INPUT RECORDS:
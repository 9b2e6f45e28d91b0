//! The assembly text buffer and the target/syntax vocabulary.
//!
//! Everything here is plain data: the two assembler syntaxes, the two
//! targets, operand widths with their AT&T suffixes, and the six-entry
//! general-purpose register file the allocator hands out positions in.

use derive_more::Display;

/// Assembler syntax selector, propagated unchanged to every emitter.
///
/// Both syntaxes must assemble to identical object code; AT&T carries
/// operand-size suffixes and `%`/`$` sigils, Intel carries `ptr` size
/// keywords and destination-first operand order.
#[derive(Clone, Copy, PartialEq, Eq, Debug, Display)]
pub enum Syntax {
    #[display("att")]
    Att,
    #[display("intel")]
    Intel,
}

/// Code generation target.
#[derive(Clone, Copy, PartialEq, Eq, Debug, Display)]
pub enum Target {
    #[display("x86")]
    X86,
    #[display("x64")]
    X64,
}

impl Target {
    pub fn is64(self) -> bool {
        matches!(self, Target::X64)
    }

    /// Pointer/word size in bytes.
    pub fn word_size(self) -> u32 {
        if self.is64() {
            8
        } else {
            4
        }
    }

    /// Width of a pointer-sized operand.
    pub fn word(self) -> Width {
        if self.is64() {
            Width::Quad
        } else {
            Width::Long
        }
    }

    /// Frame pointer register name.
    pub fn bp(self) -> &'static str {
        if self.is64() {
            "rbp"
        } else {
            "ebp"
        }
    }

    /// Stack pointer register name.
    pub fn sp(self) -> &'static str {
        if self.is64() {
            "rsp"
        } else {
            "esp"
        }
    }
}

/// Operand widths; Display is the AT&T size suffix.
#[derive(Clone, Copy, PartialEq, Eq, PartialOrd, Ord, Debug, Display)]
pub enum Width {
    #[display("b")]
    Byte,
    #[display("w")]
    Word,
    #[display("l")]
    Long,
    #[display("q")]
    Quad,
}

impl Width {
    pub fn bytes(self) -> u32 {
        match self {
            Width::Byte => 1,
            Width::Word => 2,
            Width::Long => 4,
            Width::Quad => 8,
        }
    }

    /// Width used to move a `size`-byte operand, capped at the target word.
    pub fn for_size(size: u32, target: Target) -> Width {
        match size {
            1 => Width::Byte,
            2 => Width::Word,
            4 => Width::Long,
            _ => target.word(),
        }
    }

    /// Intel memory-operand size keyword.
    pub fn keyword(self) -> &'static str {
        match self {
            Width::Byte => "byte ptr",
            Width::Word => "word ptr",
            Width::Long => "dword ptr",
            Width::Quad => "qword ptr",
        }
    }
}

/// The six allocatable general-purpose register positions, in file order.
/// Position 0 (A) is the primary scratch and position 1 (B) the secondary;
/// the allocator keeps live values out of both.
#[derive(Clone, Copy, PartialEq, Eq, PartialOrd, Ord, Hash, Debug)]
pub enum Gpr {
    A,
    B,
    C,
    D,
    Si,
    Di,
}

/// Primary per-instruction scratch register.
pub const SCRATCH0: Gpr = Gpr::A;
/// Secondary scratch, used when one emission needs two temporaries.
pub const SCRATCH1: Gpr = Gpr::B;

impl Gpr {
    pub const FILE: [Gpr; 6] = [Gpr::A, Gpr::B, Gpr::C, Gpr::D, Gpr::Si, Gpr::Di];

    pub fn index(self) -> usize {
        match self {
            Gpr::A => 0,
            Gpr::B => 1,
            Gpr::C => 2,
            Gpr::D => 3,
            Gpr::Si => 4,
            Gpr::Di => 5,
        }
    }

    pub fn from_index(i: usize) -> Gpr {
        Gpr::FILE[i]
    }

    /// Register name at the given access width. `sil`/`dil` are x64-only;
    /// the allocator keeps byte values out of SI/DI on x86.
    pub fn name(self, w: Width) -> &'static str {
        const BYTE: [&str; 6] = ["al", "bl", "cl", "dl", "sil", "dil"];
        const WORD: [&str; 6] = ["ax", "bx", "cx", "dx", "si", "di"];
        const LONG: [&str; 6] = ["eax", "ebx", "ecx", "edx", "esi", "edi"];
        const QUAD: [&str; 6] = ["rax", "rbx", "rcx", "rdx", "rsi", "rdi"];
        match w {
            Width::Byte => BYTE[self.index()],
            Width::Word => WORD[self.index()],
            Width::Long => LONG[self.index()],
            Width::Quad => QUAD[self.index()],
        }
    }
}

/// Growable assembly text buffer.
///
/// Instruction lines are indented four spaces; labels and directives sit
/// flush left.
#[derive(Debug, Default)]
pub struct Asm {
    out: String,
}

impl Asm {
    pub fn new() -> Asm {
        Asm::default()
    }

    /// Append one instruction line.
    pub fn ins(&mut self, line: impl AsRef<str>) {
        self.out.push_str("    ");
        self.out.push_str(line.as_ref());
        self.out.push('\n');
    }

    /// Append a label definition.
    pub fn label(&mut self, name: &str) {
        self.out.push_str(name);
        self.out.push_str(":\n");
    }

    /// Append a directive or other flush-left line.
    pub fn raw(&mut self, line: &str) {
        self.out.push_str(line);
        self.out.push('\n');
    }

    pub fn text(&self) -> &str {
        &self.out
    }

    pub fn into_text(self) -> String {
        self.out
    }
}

ASSIGNED TASK: In your answer, print every entry exactly as it appears.

SOLUTION FOR THIS EXERCISE:
repository 9b2e6f45e28d91b0
//! The assembly text buffer and the target/syntax vocabulary.
//!
//! Everything here is plain data: the two assembler syntaxes, the two
//! targets, operand widths with their AT&T suffixes, and the six-entry
//! general-purpose register file the allocator hands out positions in.

use derive_more::Display;

/// Assembler syntax selector, propagated unchanged to every emitter.
///
/// Both syntaxes must assemble to identical object code; AT&T carries
/// operand-size suffixes and `%`/`$` sigils, Intel carries `ptr` size
/// keywords and destination-first operand order.
#[derive(Clone, Copy, PartialEq, Eq, Debug, Display)]
pub enum Syntax {
    #[display("att")]
    Att,
    #[display("intel")]
    Intel,
}

/// Code generation target.
#[derive(Clone, Copy, PartialEq, Eq, Debug, Display)]
pub enum Target {
    #[display("x86")]
    X86,
    #[display("x64")]
    X64,
}

impl Target {
    pub fn is64(self) -> bool {
        matches!(self, Target::X64)
    }

    /// Pointer/word size in bytes.
    pub fn word_size(self) -> u32 {
        if self.is64() {
            8
        } else {
            4
        }
    }

    /// Width of a pointer-sized operand.
    pub fn word(self) -> Width {
        if self.is64() {
            Width::Quad
        } else {
            Width::Long
        }
    }

    /// Frame pointer register name.
    pub fn bp(self) -> &'static str {
        if self.is64() {
            "rbp"
        } else {
            "ebp"
        }
    }

    /// Stack pointer register name.
    pub fn sp(self) -> &'static str {
        if self.is64() {
            "rsp"
        } else {
            "esp"
        }
    }
}

/// Operand widths; Display is the AT&T size suffix.
#[derive(Clone, Copy, PartialEq, Eq, PartialOrd, Ord, Debug, Display)]
pub enum Width {
    #[display("b")]
    Byte,
    #[display("w")]
    Word,
    #[display("l")]
    Long,
    #[display("q")]
    Quad,
}

impl Width {
    pub fn bytes(self) -> u32 {
        match self {
            Width::Byte => 1,
            Width::Word => 2,
            Width::Long => 4,
            Width::Quad => 8,
        }
    }

    /// Width used to move a `size`-byte operand, capped at the target word.
    pub fn for_size(size: u32, target: Target) -> Width {
        match size {
            1 => Width::Byte,
            2 => Width::Word,
            4 => Width::Long,
            _ => target.word(),
        }
    }

    /// Intel memory-operand size keyword.
    pub fn keyword(self) -> &'static str {
        match self {
            Width::Byte => "byte ptr",
            Width::Word => "word ptr",
            Width::Long => "dword ptr",
            Width::Quad => "qword ptr",
        }
    }
}

/// The six allocatable general-purpose register positions, in file order.
/// Position 0 (A) is the primary scratch and position 1 (B) the secondary;
/// the allocator keeps live values out of both.
#[derive(Clone, Copy, PartialEq, Eq, PartialOrd, Ord, Hash, Debug)]
pub enum Gpr {
    A,
    B,
    C,
    D,
    Si,
    Di,
}

/// Primary per-instruction scratch register.
pub const SCRATCH0: Gpr = Gpr::A;
/// Secondary scratch, used when one emission needs two temporaries.
pub const SCRATCH1: Gpr = Gpr::B;

impl Gpr {
    pub const FILE: [Gpr; 6] = [Gpr::A, Gpr::B, Gpr::C, Gpr::D, Gpr::Si, Gpr::Di];

    pub fn index(self) -> usize {
        match self {
            Gpr::A => 0,
            Gpr::B => 1,
            Gpr::C => 2,
            Gpr::D => 3,
            Gpr::Si => 4,
            Gpr::Di => 5,
        }
    }

    pub fn from_index(i: usize) -> Gpr {
        Gpr::FILE[i]
    }

    /// Register name at the given access width. `sil`/`dil` are x64-only;
    /// the allocator keeps byte values out of SI/DI on x86.
    pub fn name(self, w: Width) -> &'static str {
        const BYTE: [&str; 6] = ["al", "bl", "cl", "dl", "sil", "dil"];
        const WORD: [&str; 6] = ["ax", "bx", "cx", "dx", "si", "di"];
        const LONG: [&str; 6] = ["eax", "ebx", "ecx", "edx", "esi", "edi"];
        const QUAD: [&str; 6] = ["rax", "rbx", "rcx", "rdx", "rsi", "rdi"];
        match w {
            Width::Byte => BYTE[self.index()],
            Width::Word => WORD[self.index()],
            Width::Long => LONG[self.index()],
            Width::Quad => QUAD[self.index()],
        }
    }
}

/// Growable assembly text buffer.
///
/// Instruction lines are indented four spaces; labels and directives sit
/// flush left.
#[derive(Debug, Default)]
pub struct Asm {
    out: String,
}

impl Asm {
    pub fn new() -> Asm {
        Asm::default()
    }

    /// Append one instruction line.
    pub fn ins(&mut self, line: impl AsRef<str>) {
        self.out.push_str("    ");
        self.out.push_str(line.as_ref());
        self.out.push('\n');
    }

    /// Append a label definition.
    pub fn label(&mut self, name: &str) {
        self.out.push_str(name);
        self.out.push_str(":\n");
    }

    /// Append a directive or other flush-left line.
    pub fn raw(&mut self, line: &str) {
        self.out.push_str(line);
        self.out.push('\n');
    }

    pub fn text(&self) -> &str {
        &self.out
    }

    pub fn into_text(self) -> String {
        self.out
    }
}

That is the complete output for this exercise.